The Last River: The Tragic Race for Shangri-la is a breathtaking account of the ill-fated October 1998 expedition of an American whitewater kayaking team who traveled deep into the Tsangpo Gorge in Tibet to run the Yarlung Tsangpo, known in paddling circles as the "Everest of rivers." For Wick Walker and Tom McEwan, extreme whitewater pioneers, best friends, and trip leaders, the Tsangpo adventure was the culmination of a twenty-five-year quest for glory. Yet the team's magnificent dreams crumbled when their ace paddler was swept over a thunderous eight-foot waterfall, never to be seen again.

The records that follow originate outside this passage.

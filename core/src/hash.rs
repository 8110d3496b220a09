//! Structural content hash of an enum definition.
//!
//! The definition is serialized into a canonical, length-prefixed byte form
//! and run through SHA-256; the first 128 bits are kept.

use enumgen_buffer::ByteBufferMut;
use sha2::{Digest, Sha256};
use std::fmt;

use crate::definition::EnumDefinition;

#[derive(Debug, Clone, Copy, PartialEq, Eq, Hash, PartialOrd, Ord)]
pub struct ContentHash([u8; 16]);

impl ContentHash {
    pub fn of(definition: &EnumDefinition) -> ContentHash {
        ContentHash::from_canonical(&canonical_bytes(definition))
    }

    pub(crate) fn from_canonical(bytes: &[u8]) -> ContentHash {
        let digest = Sha256::digest(bytes);
        let mut out = [0u8; 16];
        out.copy_from_slice(&digest[..16]);
        ContentHash(out)
    }

    pub fn as_bytes(&self) -> &[u8; 16] {
        &self.0
    }

    pub fn to_hex(&self) -> String {
        self.0.iter().map(|b| format!("{:02x}", b)).collect()
    }
}

impl fmt::Display for ContentHash {
    fn fmt(&self, f: &mut fmt::Formatter<'_>) -> fmt::Result {
        f.write_str(&self.to_hex())
    }
}

pub(crate) fn write_text(bb: &mut ByteBufferMut, text: &str) {
    bb.write_var_uint64(text.len() as u64);
    bb.write_bytes(text.as_bytes());
}

pub(crate) fn write_optional_text(bb: &mut ByteBufferMut, text: Option<&str>) {
    match text {
        None => bb.write_byte(0),
        Some(text) => {
            bb.write_byte(1);
            write_text(bb, text);
        }
    }
}

fn canonical_bytes(definition: &EnumDefinition) -> Vec<u8> {
    let mut bb = ByteBufferMut::new();
    write_text(&mut bb, definition.identifier());
    write_optional_text(&mut bb, definition.comment());
    bb.write_var_uint64(definition.len() as u64);
    for entry in definition.entries() {
        write_text(&mut bb, entry.name());
        bb.write_var_int64(entry.value());
        write_optional_text(&mut bb, entry.comment());
    }
    bb.data()
}

#[cfg(test)]
mod tests {
    use super::*;
    use crate::builder::EnumBuilder;
    use proptest::prelude::*;

    fn definition(name: &str, entries: &[(&str, i64, Option<&str>)]) -> EnumDefinition {
        let mut builder = EnumBuilder::new(name).unwrap();
        for (entry, value, comment) in entries {
            builder
                .push_entry(entry, *value, comment.map(str::to_string))
                .unwrap();
        }
        builder.build().unwrap()
    }

    #[test]
    fn hash_is_128_bits() {
        let hash = definition("TestEnum", &[("A", 1, None)]).content_hash();
        assert_eq!(hash.as_bytes().len() * 8, 128);
        assert_eq!(hash.to_hex().len(), 32);
    }

    #[test]
    fn same_definitions_have_same_hash() {
        let a = definition("TestEnum", &[("A", 1, None), ("B", 2, Some("b"))]);
        let b = definition("TestEnum", &[("A", 1, None), ("B", 2, Some("b"))]);
        assert_eq!(a, b);
        assert_eq!(a.content_hash(), b.content_hash());
    }

    #[test]
    fn any_difference_changes_the_hash() {
        let base = definition("TestEnum", &[("A", 1, None), ("B", 2, None)]).content_hash();
        let variants = [
            definition("OtherEnum", &[("A", 1, None), ("B", 2, None)]),
            definition("TestEnum", &[("C", 1, None), ("B", 2, None)]),
            definition("TestEnum", &[("A", 3, None), ("B", 2, None)]),
            definition("TestEnum", &[("A", 1, Some("a")), ("B", 2, None)]),
            definition("TestEnum", &[("A", 1, Some("")), ("B", 2, None)]),
            definition("TestEnum", &[("B", 2, None), ("A", 1, None)]),
            definition("TestEnum", &[("A", 1, None), ("B", 2, None), ("C", 3, None)]),
            definition("TestEnum", &[("A", 1, None)]),
        ];
        for variant in &variants {
            assert_ne!(variant.content_hash(), base, "{:?}", variant);
        }
    }

    #[test]
    fn enum_comment_is_part_of_the_hash() {
        let mut builder = EnumBuilder::new("TestEnum").unwrap();
        builder.push_entry("A", 1, None).unwrap();
        let plain = builder.build().unwrap();
        builder.set_comment(Some("documented".to_string()));
        let documented = builder.build().unwrap();
        assert_ne!(plain.content_hash(), documented.content_hash());
    }

    #[test]
    fn length_prefixes_keep_fields_apart() {
        let a = definition("TestEnum", &[("AB", 1, Some("C"))]);
        let b = definition("TestEnum", &[("A", 1, Some("BC"))]);
        assert_ne!(a.content_hash(), b.content_hash());
    }

    proptest! {
        #[test]
        fn hash_follows_equality(a in any::<i64>(), b in any::<i64>(), comment in proptest::option::of("[a-z ]{0,8}")) {
            let first = definition("TestEnum", &[("A", a, comment.as_deref())]);
            let second = definition("TestEnum", &[("A", b, comment.as_deref())]);
            prop_assert_eq!(first == second, first.content_hash() == second.content_hash());
        }
    }
}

Here is a fascinating exploration of both the seething big water and perilous terrain of the legendary Shangri-la, and the men who dared challenge the furious rapids that raced through this 140-mile-long canyon. The Last River invites us to view the Himalayas from a totally new perspective — on a historic river so remote that only the most hardy and romantic souls attempt to unlock its mysteries.

Book Magazine

In Kathmandu, where wilderness guides and suppliers do a booming business, one whitewater outfitter frankly denies "responsibility for the diminished career opportunities, and relationship problems that accompany the slow but undeviating downward spiral into the dark underworld of professional whitewater trash." It's a disconcerting bit of promotion, and one that the heroes of this book would understand. Their "whitewater addiction" led them to the Tsangpo River, considered by experts the Everest of whitewater challenges. The comparison is misleading in one respect: Everest's summit is now reached on a regular basis, and its ascent is mapped in great detail. The Tsangpo, which plunges ten thousand vertical feet in the course of one hundred and forty miles through the deepest gorge on the planet, has never been explored from source to confluence. Compounding its allure, the Tsangpo is believed to be the source of the legendary "Falls of the Brahmaputra," first cited in 1880 but not located since. In 1998 a team of four U.S. kayakers flew to Kathmandu to attempt a "first descent" and found an already-treacherous river swollen to levels barring navigation. Nevertheless, they pressed on. One month later, and less one team-member, the embattled group trudged out of "Shangri-La" to meet a chorus of criticism—had their brash confidence, determination and investment led them down a "slow but undeviating spiral" and cost a world-class athlete his life? Balf's riveting tale is a sophisticated fusion of adventure and sport history, and a celebration of human endeavor.